* _PROBLEM_
Of all the lines below, output only those starting at the one with "#[cfg(test)]" and ending at the one with "fn write(root: &Path, rel: &str, contents: &[u8])", both ends included, exactly as written.

· · · ·

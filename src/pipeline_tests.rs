//! End-to-end pipeline tests against the real filesystem.
//!
//! These cover the whole path from entry file to written HTML:
//! - a three-module import chain rendered into one page
//! - content-addressed asset copying and import rewriting

#[cfg(test)]
mod tests {
    use crate::assets::generate_file_hash;
    use crate::builder::PageBuilder;
    use crate::bundler::Bundler;
    use crate::config::BuildOptions;
    use crate::fs::{FileSystem, OsFileSystem};
    use regex::Regex;
    use std::path::Path;

    fn write(root: &Path, rel: &str, contents: &[u8]) {
        OsFileSystem.write(&root.join(rel), contents).unwrap();
    }

    // ═══════════════════════════════════════════════════════════════════════════════
    // IMPORT CHAIN
    // ═══════════════════════════════════════════════════════════════════════════════

    #[test]
    fn test_import_chain_renders_every_module() {
        let dir = tempfile::tempdir().unwrap();
        let root = dir.path();
        write(
            root,
            "pages/A.jsx",
            b"import B from './B.jsx';\nexport default function A() { return <main><h1>A</h1><B label=\"from A\" /></main>; }\n",
        );
        write(
            root,
            "pages/B.jsx",
            b"import C from './C.jsx';\nexport default function B({ label }) { return <section data-label={label}><C /></section>; }\n",
        );
        write(root, "pages/C.jsx", b"export default function C() { return <p>C leaf</p>; }\n");

        let out = root.join("dist");
        let options = BuildOptions::default().with_output_dir(&out);
        let pages = PageBuilder::new(options).build_file(&root.join("pages/A.jsx")).unwrap();

        assert_eq!(pages.len(), 1);
        assert_eq!(
            pages[0].html,
            "<main><h1>A</h1><section data-label=\"from A\"><p>C leaf</p></section></main>"
        );
        let written = OsFileSystem.read_to_string(&out.join("A.html")).unwrap();
        assert_eq!(written, pages[0].html);
    }

    // ═══════════════════════════════════════════════════════════════════════════════
    // ASSETS
    // ═══════════════════════════════════════════════════════════════════════════════

    #[test]
    fn test_asset_import_is_hashed_copied_and_rewritten() {
        let dir = tempfile::tempdir().unwrap();
        let root = dir.path();
        let png: &[u8] = &[0x89, b'P', b'N', b'G', 0x0d, 0x0a, 0x1a, 0x0a, 1, 2, 3, 4];
        write(root, "pages/logo.png", png);
        write(
            root,
            "pages/index.jsx",
            b"import logo from './logo.png';\nexport default function Home() { return <img src={logo} alt=\"logo\" />; }\n",
        );

        let out = root.join("dist");
        let options = BuildOptions::default().with_output_dir(&out);
        let bundle = Bundler::new(options.clone()).bundle(&root.join("pages/index.jsx")).unwrap();

        let pattern = Regex::new(r#"const logo = "/assets/logo-([0-9a-f]{8})\.png";"#).unwrap();
        let caps = pattern.captures(&bundle.code).unwrap_or_else(|| panic!("{}", bundle.code));
        assert_eq!(&caps[1], generate_file_hash(png));

        assert_eq!(bundle.assets.len(), 1);
        let copied = &bundle.assets[0].output_path;
        assert_eq!(copied, &out.join("assets").join(format!("logo-{}.png", &caps[1])));
        assert_eq!(OsFileSystem.read(copied).unwrap(), png);

        let pages = PageBuilder::new(options).build_file(&root.join("pages/index.jsx")).unwrap();
        assert_eq!(
            pages[0].html,
            format!("<img src=\"/assets/logo-{}.png\" alt=\"logo\" />", &caps[1])
        );
    }
}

· · · ·

* _RESULT_
#[cfg(test)]
mod tests {
    use crate::assets::generate_file_hash;
    use crate::builder::PageBuilder;
    use crate::bundler::Bundler;
    use crate::config::BuildOptions;
    use crate::fs::{FileSystem, OsFileSystem};
    use regex::Regex;
    use std::path::Path;

    fn write(root: &Path, rel: &str, contents: &[u8]) {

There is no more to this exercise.